Самогоном протирала спину. И это прикосновение нежных женских рук взволновало. Замер я, притих и… растерялся, как раньше она передо мной, не знал, о чем говорить. Укрывая меня кожухом, она тихонько провела рукой по волосам, пригладила их. взлохмаченные на затылке. Это было уже слишком. Женская ласка совсем расслабила волю командира. Остался мужчина, которому до душевного трепета хотелось этой ласки. В землянке горела яркая лампа: Будыка приладил ее у меня над головой, чтоб я мог почитать, оставаясь один.
Надя села на табуретку поодаль, у столика. Я приподнял голову, чтоб видеть ее. Она не смутилась от того, что я разглядываю ее (очевидно, к больному женщины относятся, как к ребенку), но привычным движением оправила юбку на коленях. Такой обыкновенный, инстинктивный жест, который можно видеть много раз на день, находясь среди женщин. Но тогда и жест этот взволновал. И смутил, как мальчишку. Сейчас помню это ощущение.

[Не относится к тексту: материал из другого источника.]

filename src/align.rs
//! [`Alignment`]

use core::alloc::Layout;
use core::fmt::{self, Debug, Formatter};
use core::num::NonZeroUsize;



/// A valid [`Layout`] alignment (a nonzero power of 2)
///
/// Used by [`Meta::MAX_ALIGN`](crate::meta::Meta::MAX_ALIGN) to reject, at compile time, boxes whose payload an allocator could never align.
#[derive(Clone, Copy, PartialEq, Eq, PartialOrd, Ord, Hash)] #[repr(transparent)] pub struct Alignment(NonZeroUsize);

impl Alignment {
    #[track_caller] pub(crate) const fn constant(align: usize) -> Self { match Self::new(align) { Some(a) => a, None => panic!("Alignment::constant(align): invalid constant") } }

    /// Returns [`None`] unless `align` is a valid power of 2 (which also implies nonzero)
    pub const fn new(align: usize) -> Option<Self> {
        match NonZeroUsize::new(align) {
            Some(nz) if align.is_power_of_two() => Some(Self(nz)),
            _                                   => None,
        }
    }

    /// Returns the [`Alignment`] of `T`.
    pub const fn of<T>() -> Self { Self::constant(core::mem::align_of::<T>()) }

    /// Returns the alignment as a [`usize`]
    pub const fn as_usize(self) -> usize { self.0.get() }

    /// Returns the alignment as a [`NonZeroUsize`]
    pub const fn as_nonzero(self) -> NonZeroUsize { self.0 }

    /// Minimum representable alignment (e.g. `1`)
    pub const MIN : Alignment = Alignment::constant(1);

    /// Maximum representable alignment (2 GiB on 32-bit, 8 EiB on 64-bit)
    pub const MAX : Alignment = Alignment::constant(usize::MAX/2+1);
}

impl From<Layout   > for Alignment      { fn from(layout: Layout  ) -> Self { Self::constant(layout.align()) } }
impl From<Alignment> for usize          { fn from(align: Alignment) -> Self { align.as_usize()   } }
impl From<Alignment> for NonZeroUsize   { fn from(align: Alignment) -> Self { align.as_nonzero() } }

impl Debug for Alignment {
    fn fmt(&self, f: &mut Formatter<'_>) -> fmt::Result {
        let mut v = self.as_usize();
        for unit in ["B", "KiB", "MiB", "GiB", "TiB", "PiB"] {
            if v < 1024 { return write!(f, "{v} {unit}") }
            v >>= 10;
        }
        write!(f, "{v} EiB")
    }
}



#[test] fn new() {
    assert_eq!(Alignment::new(0), None);
    assert_eq!(Alignment::new(3), None);
    assert_eq!(Alignment::new(8).map(Alignment::as_usize), Some(8));
    assert_eq!(Alignment::of::<u64>().as_usize(), core::mem::align_of::<u64>());
    assert!(Alignment::MIN < Alignment::MAX);
}

#[test] fn debug() {
    use alloc::format;
    assert_eq!(format!("{:?}", Alignment::constant(16)),   "16 B");
    assert_eq!(format!("{:?}", Alignment::constant(4096)), "4 KiB");
}
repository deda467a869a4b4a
pub mod drop;
pub mod nn;
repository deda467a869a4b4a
//! Allocator traits
//!
//! | Trait                 | Provides |
//! | ----------------------| ---------|
//! | [`meta::Meta`]        | Error type and compile time limits (alignment, size, ZST support)
//! | [`fat::Alloc`]        | Allocate storage for a [`Layout`](core::alloc::Layout)
//! | [`fat::Free`]         | Free storage previously allocated with the same [`Layout`](core::alloc::Layout)
//!
//! Constructing and destroying values inside that storage is *not* an allocator concern:
//! [`Indirect`](crate::Indirect) always uses [`ptr::write`](core::ptr::write) / [`ptr::drop_in_place`](core::ptr::drop_in_place) itself.

pub mod fat;
pub mod meta;
//! Per-game mutable state: message history, per-character dynamic state,
//! and revealed clues.
//!
//! A [`GameState`] is created from a [`KnowledgePack`](crate::scenario::KnowledgePack)
//! when a game starts, lives in memory for the life of the process, and is
//! mutated only by character-agent invocations and the coordinator's
//! request-preparation step.

use crate::scenario::KnowledgePack;
use serde::{Deserialize, Serialize};
use std::collections::HashMap;

/// Who produced a history entry.
#[derive(Debug, Clone, Copy, PartialEq, Eq, Serialize, Deserialize)]
#[serde(rename_all = "snake_case")]
pub enum Speaker {
    Player,
    Character,
}

/// One entry in the append-only message history.
#[derive(Debug, Clone, PartialEq, Serialize, Deserialize)]
pub struct MessageEntry {
    pub speaker: Speaker,
    /// Set for character entries; `None` for player entries.
    pub character_id: Option<String>,
    pub text: String,
    /// Synthesized speech for this entry, when voice is configured.
    #[serde(skip_serializing_if = "Option::is_none")]
    pub audio: Option<Vec<u8>>,
    #[serde(skip_serializing_if = "Option::is_none")]
    pub voice_id: Option<String>,
}

impl MessageEntry {
    /// A plain player message.
    pub fn player(text: impl Into<String>) -> Self {
        Self {
            speaker: Speaker::Player,
            character_id: None,
            text: text.into(),
            audio: None,
            voice_id: None,
        }
    }

    /// A character's reply.
    pub fn character(character_id: impl Into<String>, text: impl Into<String>) -> Self {
        Self {
            speaker: Speaker::Character,
            character_id: Some(character_id.into()),
            text: text.into(),
            audio: None,
            voice_id: None,
        }
    }
}

/// Dynamic state for one character within one game.
#[derive(Debug, Clone, PartialEq, Serialize, Deserialize)]
pub struct DynamicState {
    /// In `[0, 1]`; monotone non-decreasing across invocations.
    pub stress_level: f32,
    pub interrogation_count: u32,
    pub lies_told: u32,
    pub last_topics: Vec<String>,
}

impl Default for DynamicState {
    fn default() -> Self {
        Self {
            stress_level: 0.0,
            interrogation_count: 0,
            lies_told: 0,
            last_topics: Vec::new(),
        }
    }
}

/// The complete mutable record of one game.
#[derive(Debug, Clone, PartialEq, Serialize, Deserialize)]
pub struct GameState {
    pub game_id: String,

    /// Append-only; never reordered.
    pub message_history: Vec<MessageEntry>,

    /// character id -> dynamic state. Every key exists in the pack.
    pub character_states: HashMap<String, DynamicState>,

    /// Ordered, deduplicated clue descriptions. Never shrinks.
    pub revealed_clues: Vec<String>,

    // Per-request transients, overwritten each turn.
    pub current_player_message: String,
    pub selected_character_id: String,
    pub final_response: String,
    pub responding_character_id: String,
    pub detected_clue: Option<String>,
}

impl GameState {
    /// Fresh state for a game started from the given pack: empty history,
    /// zeroed dynamic state for every character, no clues.
    pub fn new(game_id: impl Into<String>, pack: &KnowledgePack) -> Self {
        let character_states = pack
            .characters
            .iter()
            .map(|c| (c.id.clone(), DynamicState::default()))
            .collect();

        Self {
            game_id: game_id.into(),
            message_history: Vec::new(),
            character_states,
            revealed_clues: Vec::new(),
            current_player_message: String::new(),
            selected_character_id: String::new(),
            final_response: String::new(),
            responding_character_id: String::new(),
            detected_clue: None,
        }
    }

    /// Dynamic state for a character, zeroed if never touched.
    pub fn dynamic_state(&self, character_id: &str) -> DynamicState {
        self.character_states
            .get(character_id)
            .cloned()
            .unwrap_or_default()
    }

    /// Record a clue unless the exact string is already present.
    pub fn record_clue(&mut self, clue: impl Into<String>) {
        let clue = clue.into();
        if !self.revealed_clues.contains(&clue) {
            self.revealed_clues.push(clue);
        }
    }
}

Выздоровев от послеродовой горячки, она за два месяца пополнела, порозовела. Показалась мне очень красивой. Я удивился, что раньше не замечал этого. Очевидно, из такого открытия и рождается любовь. Я опустил голову на подушку и спросил о ребенке:
«Как ваша Виталия?»
Надя теперь не сказала «Спасибо, Иван Васильевич», а начала охотно, как каждая молодая мать, рассказывать о дочке: что она уже смеется и многих узнает — Рощиху, фельдшера, Шугановича, любит, когда Ефим Львович выносит ее из землянки, сосны удивленно разглядывает. И еще много всяких мелочей. Но я плохо слушал. Вдруг обожгла мысль, что фельдшер или еще кто-нибудь не только будет нянчить ребенка, но может приголубить и мать. Семьдесят мужчин вокруг. И я восстал против этой мысли. Меня в самом деле точно обожгло. Что это? Мгновенная любовь и ревность? Или тщеславие? Какое? Мужское? Командирское?
«Вождю племени — лучший конь и лучшая женщина».
Нет, никогда я не был таким «вождем племени». Я мог погорячиться, мог наломать дров, но никогда не преступал партийных норм и человеческих законов. Да, могло быть тщеславие — и мужское, и командирское. Однако, безусловно, появилось тогда что-то, что сильнее воли, сильнее разума. Когда Надя сняла банки, и я перевернулся на спину, она наклонилась поправить подушку. Я взял ее руки и прижал к своим горячим щекам. Она сказала:
«Не надо, Иван Васильевич», — но рук не отняла.
Я поцеловал загрубевшие от работы пальцы. Тогда она вспыхнула, растерялась. Губы задрожали, глаза налились слезами. Я отпустил ее руки. Надя поскорей ушла. Потом призналась, что никто до этого не целовал ей руки. Я провел бессонную ночь. Вася Шуганович тоже не спал, храпел один Будыка. Вася спросил:
«Не спится. Иван Васильевич?»
«За день выспался. Больше недели отлеживаюсь. А ты почему не спишь?»
«Умирают в Загонье дети. Что делать?»